[Dataset items]
::::::

use std::sync::{Arc, Mutex};
use std::time::Duration;

use tokio::io::{AsyncBufReadExt, BufReader};
use tokio::sync::{mpsc, oneshot};
use tracing::{debug, warn};

use super::SpeechCollaborator;
use crate::error::DialogueError;
use crate::kernel::event::{Event, Recognition, TurnId};

/// What a typed line means right now.
#[derive(Debug, Clone, Copy, PartialEq, Eq)]
pub enum InputMode {
    /// No directive outstanding: a line presses the start button.
    Idle,
    /// A prompt is playing; typed lines are dropped.
    Speaking(TurnId),
    /// A line answers this listen turn.
    Listening(TurnId),
}

/// Terminal stand-in for a speech engine.
///
/// TTS is printed (or handed to an external command such as `say`), and
/// typed lines play the role of recognitions. A line typed while nothing is
/// outstanding counts as pressing the start button. A line may end in
/// `@0.42` to attach a recognition confidence.
pub struct ConsoleSpeech {
    events: mpsc::Sender<Event>,
    mode: Arc<Mutex<InputMode>>,
    no_input_timeout: Duration,
    tts_command: Option<String>,
    playback: Option<oneshot::Sender<()>>,
}

impl ConsoleSpeech {
    /// Must be called from within a tokio runtime; starts the stdin reader.
    pub fn spawn(events: mpsc::Sender<Event>, no_input_timeout: Duration, tts_command: Option<String>) -> Self {
        let mode = Arc::new(Mutex::new(InputMode::Idle));

        let reader_tx = events.clone();
        let reader_mode = Arc::clone(&mode);
        tokio::spawn(async move {
            let mut lines = BufReader::new(tokio::io::stdin()).lines();
            while let Ok(Some(line)) = lines.next_line().await {
                let Some(routed) = reader_mode.lock().ok().map(|mut mode| route_line(&mut mode, &line)) else {
                    break;
                };
                let Some(event) = routed else {
                    println!("[ASR] (still speaking, input ignored)");
                    continue;
                };
                if reader_tx.send(event).await.is_err() {
                    break;
                }
            }
            debug!("Console input closed");
        });

        Self {
            events,
            mode,
            no_input_timeout,
            tts_command,
            playback: None,
        }
    }

    fn set_mode(&self, next: InputMode) {
        if let Ok(mut mode) = self.mode.lock() {
            *mode = next;
        }
    }

    fn stop_playback(&mut self) {
        if let Some(stop_tx) = self.playback.take() {
            let _ = stop_tx.send(());
        }
    }
}

impl SpeechCollaborator for ConsoleSpeech {
    fn prepare(&mut self) -> Result<(), DialogueError> {
        println!("Press Enter to start a conversation. Ctrl+C quits.");
        self.events
            .try_send(Event::Ready)
            .map_err(|e| DialogueError::Collaborator(e.to_string()))
    }

    fn speak(&mut self, turn: TurnId, text: &str) -> Result<(), DialogueError> {
        println!("[TTS] {text}");
        self.stop_playback();
        self.set_mode(InputMode::Speaking(turn));

        let tx = self.events.clone();
        let mode = Arc::clone(&self.mode);
        let Some(command) = self.tts_command.clone() else {
            tokio::spawn(async move {
                finish_speaking(&mode, turn);
                let _ = tx.send(Event::SpeechCompleted { turn }).await;
            });
            return Ok(());
        };

        let mut child = tokio::process::Command::new(&command)
            .arg(text)
            .kill_on_drop(true)
            .spawn()
            .map_err(|e| DialogueError::Collaborator(format!("failed to spawn '{command}': {e}")))?;

        let (stop_tx, mut stop_rx) = oneshot::channel();
        self.playback = Some(stop_tx);
        tokio::spawn(async move {
            tokio::select! {
                _ = child.wait() => {
                    finish_speaking(&mode, turn);
                    let _ = tx.send(Event::SpeechCompleted { turn }).await;
                }
                _ = &mut stop_rx => {
                    let _ = child.kill().await;
                }
            }
        });
        Ok(())
    }

    fn listen(&mut self, turn: TurnId, use_nlu: bool) -> Result<(), DialogueError> {
        if use_nlu {
            warn!("Console speech has no NLU backend; listening without it");
        }
        println!("[ASR] listening...");
        self.set_mode(InputMode::Listening(turn));

        let tx = self.events.clone();
        let mode = Arc::clone(&self.mode);
        let timeout = self.no_input_timeout;
        tokio::spawn(async move {
            tokio::time::sleep(timeout).await;
            // The reply is already on its way; hold input until it is spoken
            let expired = mode
                .lock()
                .map(|mut m| {
                    let expired = *m == InputMode::Listening(turn);
                    if expired {
                        *m = InputMode::Speaking(turn);
                    }
                    expired
                })
                .unwrap_or(false);
            if expired {
                println!("[ASR] (no input)");
                let _ = tx.send(Event::NoInput { turn }).await;
            }
        });
        Ok(())
    }

    fn cancel(&mut self) -> Result<(), DialogueError> {
        self.stop_playback();
        self.set_mode(InputMode::Idle);
        Ok(())
    }
}

// A later directive may already own the mode; only release our own turn.
fn finish_speaking(mode: &Mutex<InputMode>, turn: TurnId) {
    if let Ok(mut m) = mode.lock() {
        if *m == InputMode::Speaking(turn) {
            *m = InputMode::Idle;
        }
    }
}

/// Maps a typed line to the event it stands for in the current mode, or
/// `None` when it has to be dropped. Answering a listen turn consumes it.
pub fn route_line(mode: &mut InputMode, line: &str) -> Option<Event> {
    match *mode {
        InputMode::Idle => Some(Event::UserTrigger),
        InputMode::Speaking(_) => None,
        InputMode::Listening(turn) => {
            // The reply is spoken next; input stays closed until then
            *mode = InputMode::Speaking(turn);
            if line.trim().is_empty() {
                Some(Event::NoInput { turn })
            } else {
                Some(Event::Recognized {
                    turn,
                    recognition: parse_line(line),
                })
            }
        }
    }
}

/// `"monday @0.35"` -> utterance "monday", confidence 0.35.
pub fn parse_line(line: &str) -> Recognition {
    let line = line.trim();
    if let Some((utterance, score)) = line.rsplit_once('@') {
        if let Ok(confidence) = score.trim().parse::<f32>() {
            return Recognition::new(utterance.trim()).with_confidence(confidence);
        }
    }
    Recognition::new(line)
}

::::::

Repeat, word for word, the lines from the start of the records to the line that contains "use crate::error::DialogueError;", both of them included, and no others.

• EXERCISE SOLUTION:
use std::sync::{Arc, Mutex};
use std::time::Duration;

use tokio::io::{AsyncBufReadExt, BufReader};
use tokio::sync::{mpsc, oneshot};
use tracing::{debug, warn};

use super::SpeechCollaborator;
use crate::error::DialogueError;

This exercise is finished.